What is your favourite episode, and why?
Steve: It would be hard to pinpoint a favourite. Many of our guests have provided very good stories or insight. Many of our listeners will focus in one episode and make a comment on it. One that stands out involves the leaf blower.
We were recording in a room overlooking the parking lot at Easton and a person was using a leaf blower. We determined leaf blowers were dumb, as they move the mess from one place to another. I’m not sure we ever returned to the archery discussion after that. Listeners really got behind that episode and had a lot of comments about leaf blowers.
George: My favorite episodes include the ones where we have been able to speak with legends of the sport, people like Terry Ragsdale, John Williams, Jay Barrs, Dick Tone, Justin Huish, and other luminaries of the sport who have shared insight into their careers and the human side of their athletic accomplishments.
I also tend to enjoy the ones when Steve is particularly vocal about something he doesn’t like. Like target quivers. That one was huge on social media for a while.
What plans are in the works?
Steve: The beauty of the show is that we have barely scratched the surface on potential guests.

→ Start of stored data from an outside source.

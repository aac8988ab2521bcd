//! SQLite persistence for Opine.
//!
//! A single connection behind a mutex; WAL mode keeps reads cheap while a
//! write is in flight. Correctness under concurrent voters does not rest on
//! that mutex: every multi-step write runs in an immediate transaction and
//! the schema's unique indexes are the final backstop, so the same rules
//! hold if this is ever swapped for a pooled setup.

pub mod migrations;
pub mod models;
pub mod queries;

use std::path::Path;
use std::sync::Mutex;

use anyhow::{Result, anyhow};
use rusqlite::Connection;
use tracing::info;

pub struct Database {
    conn: Mutex<Connection>,
}

impl Database {
    pub fn open(path: &Path) -> Result<Self> {
        let conn = Connection::open(path)?;
        conn.pragma_update(None, "journal_mode", "WAL")?;
        conn.pragma_update(None, "foreign_keys", "ON")?;
        migrations::run(&conn)?;
        info!("Database ready at {}", path.display());
        Ok(Self {
            conn: Mutex::new(conn),
        })
    }

    /// In-memory database with the full schema applied. Test suites only.
    pub fn open_in_memory() -> Result<Self> {
        let conn = Connection::open_in_memory()?;
        conn.pragma_update(None, "foreign_keys", "ON")?;
        migrations::run(&conn)?;
        Ok(Self {
            conn: Mutex::new(conn),
        })
    }

    /// Run a read-only closure against the connection. The error type is
    /// the caller's; anything SQLite-shaped converts in via `From`.
    pub fn with_read<F, T, E>(&self, f: F) -> Result<T, E>
    where
        F: FnOnce(&Connection) -> Result<T, E>,
        E: From<anyhow::Error>,
    {
        let conn = self
            .conn
            .lock()
            .map_err(|e| anyhow!("database lock poisoned: {}", e))?;
        f(&conn)
    }

    /// Run a write closure. Hands out `&mut Connection` so callers can open
    /// a real transaction around multi-statement work.
    pub fn with_write<F, T, E>(&self, f: F) -> Result<T, E>
    where
        F: FnOnce(&mut Connection) -> Result<T, E>,
        E: From<anyhow::Error>,
    {
        let mut conn = self
            .conn
            .lock()
            .map_err(|e| anyhow!("database lock poisoned: {}", e))?;
        f(&mut conn)
    }
}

Many guests can and should make repeat appearances, as they provide information updates on the happenings in the sport.
We still have a rather long list of people who could join us on the show to share their archery story and give the listeners another perspective of the sport. I think some of the best guests are people who are heavily involved in archery, but operate more behind the scenes or come to our sport from other arenas and can draw parallels to our game.
George: As a bit of an archery history enthusiast, I wish it could be possible to hear from some of the legends of the sport who are gone now.
Find out from Doreen Wilbur just how a 44-year old housewife from Kansas found herself on the top step of the podium at the 1972 Olympic Games. Ask Ann Hoyt how she became arguably the most powerful and influential woman in the sport. Ask Doug Easton what it was like making those first aluminum arrows.
But having learned from the fact that those people aren’t around anymore to talk with, I am grateful there is a long list of people around today that we can talk with. I am trying to figure out how to get a translator to do a real-time discussion with Oh Jin Hyek, for example, because personally I think that would be a great episode. And, I think Olympic Champion An San would be another interesting person to speak with.
It’s a long list, and sometimes I feel we are just getting started.
Over 165 episodes of the Easton Target Archery Podcast are available online. The easiest way to listen on a computer is by going to www.eastonarchery.com/podcast and choosing one.
However, podcasts are available on many kinds of digital media sources. Most smartphones will have an app dedicated to podcasts, which will notify you when new ones are available. They are also available through audio platforms such as Spotify and Apple Music, and even through smart TV’s.